### [What is being asked]
Exactly how many lines in this data contain the word "impl"? Only the number should be given.

[Stored items]

++++++

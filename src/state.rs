//! Shared application state passed to every handler via Axum's `State` extractor.

use std::sync::Arc;
use std::time::Instant;

use crate::config::Config;
use crate::registry::PanelRegistry;

/// Shared application state for the bridge server.
#[derive(Clone)]
pub struct AppState {
    /// Immutable configuration loaded at startup.
    pub config: Arc<Config>,
    /// Monotonic instant when the server started (for uptime calculation).
    pub start_time: Instant,
    /// One long-lived session client per configured panel.
    pub panels: Arc<PanelRegistry>,
}

impl AppState {
    pub fn new(config: Config, panels: PanelRegistry) -> Self {
        Self {
            config: Arc::new(config),
            start_time: Instant::now(),
            panels: Arc::new(panels),
        }
    }
}
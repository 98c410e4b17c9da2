//! Per-panel configuration: built-in presets, resolved profiles and date windows.

pub mod preset;
pub mod profile;
pub mod window;

pub use profile::{PanelProfile, QuerySpec, TokenConfig};
pub use window::DateWindow;
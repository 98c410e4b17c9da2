//! Error taxonomy for panel sessions.
//!
//! [`PanelError`] is what every [`crate::session::SessionClient`] operation
//! returns. Login failures are grouped under [`AuthError`] so callers can tell
//! "could not sign in" apart from "signed in, but the query kept bouncing".

use std::time::Duration;

use axum::http::StatusCode;

/// Failure while establishing a session.
#[derive(Debug, Clone, PartialEq, Eq)]
pub enum AuthError {
    /// The login page did not contain the "What is A + B = ?" prompt.
    CaptchaParse,
    /// Signed in, but no token pattern matched on the reports page.
    TokenNotFound,
    /// Cookie-only panel: sign-in returned without setting any cookie.
    NoCookies,
    /// A network failure during one of the login requests.
    Transport(String),
}

impl AuthError {
    /// Stable machine-readable code used in HTTP error bodies.
    #[must_use]
    pub fn code(&self) -> &'static str {
        match self {
            Self::CaptchaParse => "CAPTCHA_PARSE",
            Self::TokenNotFound => "TOKEN_NOT_FOUND",
            Self::NoCookies => "NO_COOKIES",
            Self::Transport(_) => "AUTH_TRANSPORT",
        }
    }
}

impl std::fmt::Display for AuthError {
    fn fmt(&self, f: &mut std::fmt::Formatter<'_>) -> std::fmt::Result {
        match self {
            Self::CaptchaParse => write!(f, "captcha prompt not found on login page"),
            Self::TokenNotFound => write!(f, "session token not found on reports page"),
            Self::NoCookies => write!(f, "sign-in returned no session cookies"),
            Self::Transport(e) => write!(f, "login request failed: {e}"),
        }
    }
}

impl std::error::Error for AuthError {}

/// Errors returned by panel queries.
#[derive(Debug, Clone, PartialEq, Eq)]
pub enum PanelError {
    /// The login sequence failed.
    Auth(AuthError),
    /// The panel denied us at the firewall layer; back off for `retry_in`.
    Blocked { retry_in: Duration },
    /// The query returned the login page again after a fresh login.
    SessionExpired,
    /// Network failure or timeout on the query itself.
    Transport(String),
    /// The query body was not a DataTables envelope and passthrough is off.
    Decode(String),
}

impl PanelError {
    /// Stable machine-readable code used in HTTP error bodies.
    #[must_use]
    pub fn code(&self) -> &'static str {
        match self {
            Self::Auth(e) => e.code(),
            Self::Blocked { .. } => "BLOCKED",
            Self::SessionExpired => "SESSION_EXPIRED",
            Self::Transport(_) => "TRANSPORT",
            Self::Decode(_) => "DECODE",
        }
    }

    /// HTTP status the bridge answers with when this error reaches a handler.
    #[must_use]
    pub fn status(&self) -> StatusCode {
        match self {
            Self::Blocked { .. } => StatusCode::SERVICE_UNAVAILABLE,
            Self::Transport(msg) if msg.contains("timed out") => StatusCode::GATEWAY_TIMEOUT,
            _ => StatusCode::BAD_GATEWAY,
        }
    }

    /// Whether clearing the session and trying once more could help.
    ///
    /// A block is the one failure that must not be retried immediately.
    #[must_use]
    pub fn is_retryable(&self) -> bool {
        !matches!(self, Self::Blocked { .. } | Self::Decode(_))
    }
}

impl std::fmt::Display for PanelError {
    fn fmt(&self, f: &mut std::fmt::Formatter<'_>) -> std::fmt::Result {
        match self {
            Self::Auth(e) => write!(f, "authentication failed: {e}"),
            Self::Blocked { retry_in } => {
                write!(f, "blocked by panel, retry in {}s", retry_in.as_secs())
            }
            Self::SessionExpired => write!(f, "session expired after re-login"),
            Self::Transport(e) => write!(f, "request failed: {e}"),
            Self::Decode(e) => write!(f, "unexpected response body: {e}"),
        }
    }
}

impl std::error::Error for PanelError {
    fn source(&self) -> Option<&(dyn std::error::Error + 'static)> {
        match self {
            Self::Auth(e) => Some(e),
            _ => None,
        }
    }
}

impl From<AuthError> for PanelError {
    fn from(e: AuthError) -> Self {
        Self::Auth(e)
    }
}
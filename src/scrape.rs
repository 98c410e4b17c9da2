//! HTML scraping helpers for the panel login flow.
//!
//! Everything here is a pure function over a response body so the upstream
//! markup can drift without touching the session or retry logic.

use once_cell::sync::Lazy;
use regex::Regex;

static HTML_DOC_RE: Lazy<Regex> =
    Lazy::new(|| Regex::new(r"(?i)<!doctype\s+html|<html").expect("html regex is valid"));

static CAPTCHA_RE: Lazy<Regex> = Lazy::new(|| {
    Regex::new(r"What is\s+(\d+)\s*\+\s*(\d+)\s*=").expect("captcha regex is valid")
});

/// Solve the login page's arithmetic captcha ("What is 6 + 3 = ?").
///
/// Returns `None` when the prompt is missing, which usually means the page
/// layout changed or we were served a block page instead of the login form.
pub fn solve_captcha(html: &str) -> Option<u64> {
    let caps = CAPTCHA_RE.captures(html)?;
    let a: u64 = caps[1].parse().ok()?;
    let b: u64 = caps[2].parse().ok()?;
    a.checked_add(b)
}

/// Run `patterns` in order against `html` and return the first non-empty
/// capture group 1.
pub fn extract_token(html: &str, patterns: &[Regex]) -> Option<String> {
    patterns.iter().find_map(|re| {
        re.captures(html)
            .and_then(|c| c.get(1))
            .map(|m| m.as_str().to_string())
            .filter(|s| !s.is_empty())
    })
}

/// A query endpoint answering with an HTML document instead of JSON has
/// bounced us to the login page. The whole body is searched: panels may emit
/// PHP notices ahead of the page.
pub fn looks_like_html(body: &str) -> bool {
    HTML_DOC_RE.is_match(body)
}

/// Detect a firewall or application-level denial on the login page.
pub fn is_blocked(status: u16, body: &str, markers: &[String]) -> bool {
    status == 403 || markers.iter().any(|m| !m.is_empty() && body.contains(m.as_str()))
}

/// Strip tags and surrounding whitespace from a small HTML fragment.
pub fn bare_text(fragment: &str) -> String {
    static TAG_RE: Lazy<Regex> = Lazy::new(|| Regex::new(r"<[^>]*>").expect("tag regex is valid"));
    TAG_RE.replace_all(fragment, "").trim().to_string()
}

#[cfg(test)]
mod tests {
    use super::*;

    fn re(p: &str) -> Regex {
        Regex::new(p).unwrap()
    }

    #[test]
    fn test_solve_captcha_single_digit() {
        let html = r#"<label>What is 7 + 4 = ?</label><input name="capt">"#;
        assert_eq!(solve_captcha(html), Some(11));
    }

    #[test]
    fn test_solve_captcha_multi_digit() {
        assert_eq!(solve_captcha("What is 12 + 34 = ?"), Some(46));
        assert_eq!(solve_captcha("What is 3 + 5 ="), Some(8));
    }

    #[test]
    fn test_solve_captcha_missing() {
        assert_eq!(solve_captcha("<h1>403 Forbidden</h1>"), None);
        assert_eq!(solve_captcha("What is A + B = ?"), None);
    }

    #[test]
    fn test_extract_token_primary() {
        let html = r#"<script>var u = "res/data_smscdr.php?csstr=ABC123&x=1";</script>"#;
        let patterns = [re(r#"csstr=([^"&']+)"#)];
        assert_eq!(extract_token(html, &patterns).as_deref(), Some("ABC123"));
    }

    #[test]
    fn test_extract_token_fallback() {
        let html = r#"data: { 'csstr' : 'XyZ9==' }"#;
        let patterns = [
            re(r#"csstr=([^"&']+)"#),
            re(r#"["']csstr["']\s*[:=]\s*["']([^"']+)["']"#),
        ];
        assert_eq!(extract_token(html, &patterns).as_deref(), Some("XyZ9=="));
    }

    #[test]
    fn test_extract_token_sesskey() {
        let html = "ajax: 'res/data_smscdr.php?sesskey=Q1w%3D&fdate1='";
        let patterns = [re(r"sesskey=([a-zA-Z0-9%=]+)")];
        assert_eq!(extract_token(html, &patterns).as_deref(), Some("Q1w%3D"));
    }

    #[test]
    fn test_extract_token_none() {
        let patterns = [re(r"sesskey=([a-zA-Z0-9%=]+)")];
        assert_eq!(extract_token("<html>login</html>", &patterns), None);
    }

    #[test]
    fn test_looks_like_html() {
        assert!(looks_like_html("<!DOCTYPE html><html><body>Login</body></html>"));
        assert!(looks_like_html("\n<!DOCTYPE HTML>\n<HTML lang=en>"));
        assert!(looks_like_html("<html><head></head></html>"));
        assert!(!looks_like_html(r#"{"sEcho":1,"aaData":[]}"#));
    }

    #[test]
    fn test_looks_like_html_after_long_preamble() {
        let mut body = "Notice: Undefined index: fg in data_smscdr.php on line 12<br>\n".repeat(100);
        assert!(body.len() > 4096);
        body.push_str("<!DOCTYPE HTML><HTML><body>Login</body></HTML>");
        assert!(looks_like_html(&body));
    }

    #[test]
    fn test_is_blocked() {
        let markers = vec!["Forbidden".to_string()];
        assert!(is_blocked(200, "<h1>403 Forbidden</h1>", &markers));
        assert!(is_blocked(403, "", &markers));
        assert!(!is_blocked(200, "What is 1 + 2 = ?", &markers));
    }

    #[test]
    fn test_bare_text() {
        assert_eq!(bare_text(" <b>12</b> SMS "), "12 SMS");
    }
}
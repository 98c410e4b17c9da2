#![deny(clippy::all)]
#![warn(clippy::pedantic)]
#![allow(clippy::module_name_repetitions)]

//! # panelbridge
//!
//! Keeps one authenticated session open against each configured SMS panel
//! and serves the panels' message logs and number inventories as JSON.
//!
//! ## Subcommands
//!
//! - `panelbridge serve` (default) — run the HTTP server
//! - `panelbridge fetch <panel> <sms|numbers>` — log in, query once, print the envelope
//! - `panelbridge presets` — list the built-in panel presets
//!
//! See [`panelbridge::routes`] for the API surface.
//!
//! ## Architecture
//!
//! ```text
//! main.rs          — entry point, clap subcommands, graceful shutdown
//! config.rs        — TOML + env-var configuration
//! panel/
//!   preset.rs      — built-in parameter sets per panel deployment
//!   profile.rs     — PanelProfile, QuerySpec, token policy
//!   window.rs      — date windows rendered to fdate1/fdate2
//! scrape.rs        — captcha, token, HTML and block detection
//! transport.rs     — Transport trait, reqwest client with clearable cookies
//! session.rs       — SessionClient state machine, login, retry, cooldown
//! normalize.rs     — DataTables envelope and row remapping
//! registry.rs      — one SessionClient per configured panel
//! auth.rs          — API key middleware, constant-time comparison
//! routes/
//!   health.rs      — GET /api/health
//!   panels.rs      — panel status, reports, session reset
//! ```

use std::process::ExitCode;

use clap::{Parser, Subcommand, ValueEnum};
use tokio::net::TcpListener;
use tracing::{error, info, warn};

use panelbridge::panel::preset;
use panelbridge::{routes, AppState, Config, PanelRegistry, Report};

/// Session-keeping JSON bridge for SMS reseller panels.
#[derive(Parser)]
#[command(name = "panelbridge", version)]
struct Cli {
    /// Path to TOML config file.
    #[arg(long, global = true)]
    config: Option<String>,
    #[command(subcommand)]
    command: Option<Commands>,
}

#[derive(Subcommand)]
enum Commands {
    /// Run the HTTP server (default when no subcommand given).
    Serve,
    /// Log in to one panel, run one report query and print the result.
    Fetch {
        /// Panel id from the config file.
        panel: String,
        /// Which report to fetch.
        #[arg(value_enum)]
        report: ReportArg,
    },
    /// List the built-in panel presets.
    Presets,
}

#[derive(Clone, Copy, ValueEnum)]
enum ReportArg {
    Sms,
    Numbers,
}

#[tokio::main]
async fn main() -> ExitCode {
    let cli = Cli::parse();

    match cli.command {
        Some(Commands::Presets) => {
            for name in preset::NAMES {
                println!("{name:<14} {}", preset::describe(name));
            }
            ExitCode::SUCCESS
        }
        Some(Commands::Fetch { panel, report }) => {
            run_fetch(cli.config.as_deref(), &panel, report).await
        }
        Some(Commands::Serve) | None => run_server(cli.config.as_deref()).await,
    }
}

/// Load config and initialise tracing. Errors go to stderr since logging
/// isn't up yet.
fn init(config_path: Option<&str>) -> Option<Config> {
    let config = match Config::load(config_path) {
        Ok(c) => c,
        Err(e) => {
            eprintln!("panelbridge: {e}");
            return None;
        }
    };

    let log_filter = std::env::var("RUST_LOG").unwrap_or_else(|_| config.logging.level.clone());
    tracing_subscriber::fmt()
        .with_env_filter(log_filter)
        .with_writer(std::io::stderr)
        .init();
    Some(config)
}

async fn run_fetch(config_path: Option<&str>, panel: &str, report: ReportArg) -> ExitCode {
    let Some(config) = init(config_path) else {
        return ExitCode::FAILURE;
    };
    let registry = match PanelRegistry::from_config(&config) {
        Ok(r) => r,
        Err(e) => {
            error!("{e}");
            return ExitCode::FAILURE;
        }
    };
    let Some(client) = registry.get(panel) else {
        error!("no panel named {panel:?} in config");
        return ExitCode::FAILURE;
    };

    let result = match report {
        ReportArg::Sms => client.fetch_message_log().await,
        ReportArg::Numbers => client.fetch_number_inventory().await,
    };
    match result {
        Ok(Report::Normalized(envelope)) => match serde_json::to_string_pretty(&envelope) {
            Ok(json) => {
                println!("{json}");
                ExitCode::SUCCESS
            }
            Err(e) => {
                error!("failed to encode report: {e}");
                ExitCode::FAILURE
            }
        },
        Ok(Report::Raw(body)) => {
            warn!(panel = %panel, "panel returned a non-envelope body, printing verbatim");
            println!("{body}");
            ExitCode::SUCCESS
        }
        Err(e) => {
            error!(panel = %panel, code = e.code(), "{e}");
            ExitCode::FAILURE
        }
    }
}

async fn run_server(config_path: Option<&str>) -> ExitCode {
    let Some(config) = init(config_path) else {
        return ExitCode::FAILURE;
    };

    info!("panelbridge v{} starting", env!("CARGO_PKG_VERSION"));

    let panels = match PanelRegistry::from_config(&config) {
        Ok(p) => p,
        Err(e) => {
            error!("{e}");
            return ExitCode::FAILURE;
        }
    };
    if panels.is_empty() {
        warn!("No panels configured; only /api/health will be useful");
    }
    if config.auth.api_key.is_none() {
        warn!("No API key configured; panel routes are open to anyone who can reach {}", config.server.listen);
    }

    let state = AppState::new(config, panels);
    let app = routes::router(state.clone());

    let listener = match TcpListener::bind(&state.config.server.listen).await {
        Ok(l) => l,
        Err(e) => {
            error!("Failed to bind {}: {e}", state.config.server.listen);
            return ExitCode::FAILURE;
        }
    };
    info!("Listening on {}", state.config.server.listen);

    if let Err(e) = axum::serve(listener, app)
        .with_graceful_shutdown(shutdown_signal())
        .await
    {
        error!("Server error: {e}");
        return ExitCode::FAILURE;
    }

    info!("Goodbye");
    ExitCode::SUCCESS
}

async fn shutdown_signal() {
    let ctrl_c = tokio::signal::ctrl_c();
    #[cfg(unix)]
    {
        match tokio::signal::unix::signal(tokio::signal::unix::SignalKind::terminate()) {
            Ok(mut sigterm) => {
                tokio::select! {
                    _ = ctrl_c => info!("Received SIGINT"),
                    _ = sigterm.recv() => info!("Received SIGTERM"),
                }
            }
            Err(e) => {
                warn!("Failed to register SIGTERM handler: {e}");
                ctrl_c.await.ok();
                info!("Received SIGINT");
            }
        }
    }
    #[cfg(not(unix))]
    {
        ctrl_c.await.ok();
        info!("Received SIGINT");
    }
}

++++++

### [Answer to the problem]
8